The issues facing young students are numerous and potentially frightening. Tuition has risen over 50 percent in the last five years at the University. More and more students are unable to pursue their dreams of higher education. Those who make it through college aren’t faring better: The average Minnesotan graduates $19,700 in debt. Health care is nearly unattainable for young people, and affordable housing is in short supply. Students shy away from their dream jobs, such as teaching or serving the public sector, because they fear not making ends meet. We are supposed to be the generation of hope and discovery, but we have become the generation of debt and working poverty.

Your vote will make the difference. Tight races, such as the gubernatorial race, are hoping to do well on college campuses in order to win. If students turn out in large numbers and are the deciding factor in any race, we will have a major bargaining chip during the legislative session. We can keep tuition low. We can protect the State Grant. We can make higher education a top priority. But, first, we have to make our voices heard in the voting booth.

Polling places are open from 7 a.m. to 8 p.m. tomorrow. Minnesota has same day registration, so if you show up with a valid ID you can vote without previously registering. Bring as many friends as possible – even if they don’t agree with you politically, they should exercise their fundamental right.

No matter your motivation, you should vote.

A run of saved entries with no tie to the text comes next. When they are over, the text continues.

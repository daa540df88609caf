use thiserror::Error;

/// A user-input failure for a single form field. The display text is the
/// message shown next to the field.
#[derive(Debug, Clone, Copy, Eq, PartialEq, Error)]
pub enum FieldError {
    #[error("Description: remove leading/trailing spaces")]
    DescriptionTrim,
    #[error("Description: contains duplicate consecutive words")]
    DuplicateWord,
    #[error("Amount: must be a valid number with max 2 decimal places")]
    AmountFormat,
    #[error("Date: use YYYY-MM-DD format")]
    DateFormat,
    #[error("Date: invalid calendar date")]
    CalendarDate,
    #[error("Category: only letters, spaces, and hyphens allowed")]
    CategoryFormat
}
use chrono::{Days, Local, NaiveDate, Utc};
use tracing::{debug, info};

use crate::models::{
    ExchangeRates, Record, RecordFields, RecordPatch, Settings, SettingsError, SortField, Stats, StoreError,
};
use crate::search::{filter, sort};
use crate::storage::{KeyValueStore, Persistence};
use crate::types::{Amount, RecordId, Timestamp};

const NO_CATEGORY: &str = "None";
const WINDOW_DAYS: u64 = 7;

/// Sole owner of the record collection and the settings.
///
/// Every mutation goes through this type and is persisted before it returns.
/// Readers get either the raw list or the filtered and sorted view.
pub struct RecordStore<S> {
    records: Vec<Record>,
    settings: Settings,
    persistence: Persistence<S>
}

impl<S: KeyValueStore> RecordStore<S> {
    /// Loads records, budget cap and exchange rates from `storage`.
    /// Missing or corrupt values fall back to defaults.
    pub fn open(storage: S) -> Self {
        let persistence = Persistence::new(storage);
        let records = persistence.load_records();
        let settings = Settings {
            budget_cap: persistence.load_budget_cap(),
            exchange_rates: persistence.load_exchange_rates(),
            ..Settings::default()
        };

        info!("Opened record store with {} records", records.len());

        Self {
            records,
            settings,
            persistence
        }
    }

    /// All records in insertion order, unfiltered.
    pub fn list(&self) -> &[Record] {
        &self.records
    }

    pub fn settings(&self) -> &Settings {
        &self.settings
    }

    pub fn find(&self, id: &str) -> Option<&Record> {
        self.records.iter().find(|record| record.id == id)
    }

    /// The display view: the active search applied, then the active sort.
    pub fn query(&self) -> Vec<&Record> {
        let filtered = filter(&self.records, &self.settings.search_query);
        sort(filtered, self.settings.sort_field, self.settings.sort_ascending)
    }

    /// Appends a new record built from already validated fields.
    pub fn create(&mut self, fields: RecordFields) -> Record {
        let now = Utc::now();
        let record = Record::new(self.next_id(now), fields, now);

        self.records.push(record.clone());
        self.persistence.save_records(&self.records);

        debug!("Created record [{}]", record.id);

        record
    }

    /// Merges `patch` into the record with `id`. A missing id changes nothing.
    pub fn update(&mut self, id: &str, patch: RecordPatch) -> Result<Record, StoreError> {
        let record = self.records.iter_mut()
            .find(|record| record.id == id)
            .ok_or_else(|| StoreError::record_not_found(id))?;

        record.apply(patch, Utc::now());
        let updated = record.clone();

        self.persistence.save_records(&self.records);

        debug!("Updated record [{id}]");

        Ok(updated)
    }

    /// Removes the record with `id` if present and returns whether it existed.
    pub fn delete(&mut self, id: &str) -> bool {
        let before = self.records.len();
        self.records.retain(|record| record.id != id);
        let removed = self.records.len() != before;

        self.persistence.save_records(&self.records);

        debug!("Delete of record [{id}] removed: {removed}");

        removed
    }

    /// Swaps in an imported collection wholesale.
    pub fn replace_all(&mut self, records: Vec<Record>) {
        self.records = records;
        self.persistence.save_records(&self.records);

        info!("Replaced collection with {} records", self.records.len());
    }

    pub fn set_search_query(&mut self, query: impl Into<String>) {
        self.settings.search_query = query.into();
    }

    pub fn set_sort(&mut self, field: SortField) {
        self.settings.toggle_sort(field);
    }

    pub fn budget_cap(&self) -> Amount {
        self.settings.budget_cap
    }

    pub fn set_budget_cap(&mut self, cap: Amount) -> Result<(), SettingsError> {
        if cap.is_negative() {
            return Err(SettingsError::NegativeBudgetCap { value: cap });
        }

        self.settings.budget_cap = cap;
        self.persistence.save_budget_cap(cap);

        Ok(())
    }

    pub fn exchange_rates(&self) -> ExchangeRates {
        self.settings.exchange_rates
    }

    pub fn set_exchange_rates(&mut self, rates: ExchangeRates) -> Result<(), SettingsError> {
        rates.validate()?;

        self.settings.exchange_rates = rates;
        self.persistence.save_exchange_rates(&rates);

        Ok(())
    }

    pub fn stats(&self) -> Stats {
        self.stats_on(Local::now().date_naive())
    }

    /// Aggregates with the seven-day window ending on `today`, inclusive.
    pub fn stats_on(&self, today: NaiveDate) -> Stats {
        let window_start = today.checked_sub_days(Days::new(WINDOW_DAYS - 1)).unwrap_or(NaiveDate::MIN);

        Stats {
            total_records: self.records.len(),
            total_amount: self.total_amount(),
            top_category: self.top_category().unwrap_or(NO_CATEGORY).to_string(),
            last_7_days_total: self.records.iter()
                .filter(|record| record.date >= window_start && record.date <= today)
                .map(|record| record.amount)
                .sum()
        }
    }

    /// Cap minus total spent. Negative when over budget.
    pub fn remaining_budget(&self) -> Amount {
        self.settings.budget_cap - self.total_amount()
    }

    fn total_amount(&self) -> Amount {
        self.records.iter().map(|record| record.amount).sum()
    }

    /// Most frequent category. Ties go to the category seen first.
    fn top_category(&self) -> Option<&str> {
        let mut counts: Vec<(&str, usize)> = Vec::new();

        for record in &self.records {
            match counts.iter_mut().find(|(category, _)| *category == record.category) {
                Some((_, count)) => *count += 1,
                None => counts.push((record.category.as_str(), 1))
            }
        }

        let mut top: Option<(&str, usize)> = None;

        for (category, count) in counts {
            if top.is_none_or(|(_, best)| count > best) {
                top = Some((category, count));
            }
        }

        top.map(|(category, _)| category)
    }

    fn next_id(&self, now: Timestamp) -> RecordId {
        let mut millis = now.timestamp_millis();

        loop {
            let id = format!("txn_{millis}");

            if self.find(&id).is_none() {
                return id;
            }

            millis += 1;
        }
    }
}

Whether it’s for free Chipotle, a sense of civic pride and duty, or the potential for a better University of Minnesota, voting is one of the most important things we can do as students. Set 15 minutes of your day aside tomorrow so that you have time to vote. Being uninformed is not an excuse. There are many places to educate yourself. Minnesota Public Radio is one such place to do so: http://minnesota.publicradio.org/collections/politics/

Also, voting could not be easier for students. Those who live in the twelve residence halls across campus simply need to bring their U Cards with them to the polls. Those who don’t live in University housing can easily bring a U Card or other photo identification and a recent utility bill. These documents alone allow you to vote. If you live in an apartment building and don’t have any sort of utility bill, just get a voucher to go to the polls with you. They can say that they know you and you will be eligible to vote. The Minnesota Student Association has a phone number you can contact on Tuesday if you have questions about voters rights: (612) 242-1094.

Here are some of the polling places around campus:

If you live in Superblock, which includes Centennial, Frontier, Pioneer and Territorial, vote at the Grace University Lutheran Church on the corner of Harvard and Delaware.

If you live in Comstock, Yudof, Sanford, Roy Wilkins and Keeler apartments, vote at Coffman Union.

If you live in Middlebrook, vote at Seward Towers East on Franklin Avenue. Shuttles will be available.

If you live in Bailey Hall, Vote at the Falcon Heights City Hall.

If you live in University Village, University Commons, U Flats or Melrose, vote at the Sidney Pratt School on Malcolm Avenue.

If you live in Seven Corners or the GrandMarc, vote at Seven Corners apartments.

If you want more information about where and how to vote, go to the Minnesota Secretary of State’s Web site: http://www.sos.state.mn.us

Max Page is the MSA president.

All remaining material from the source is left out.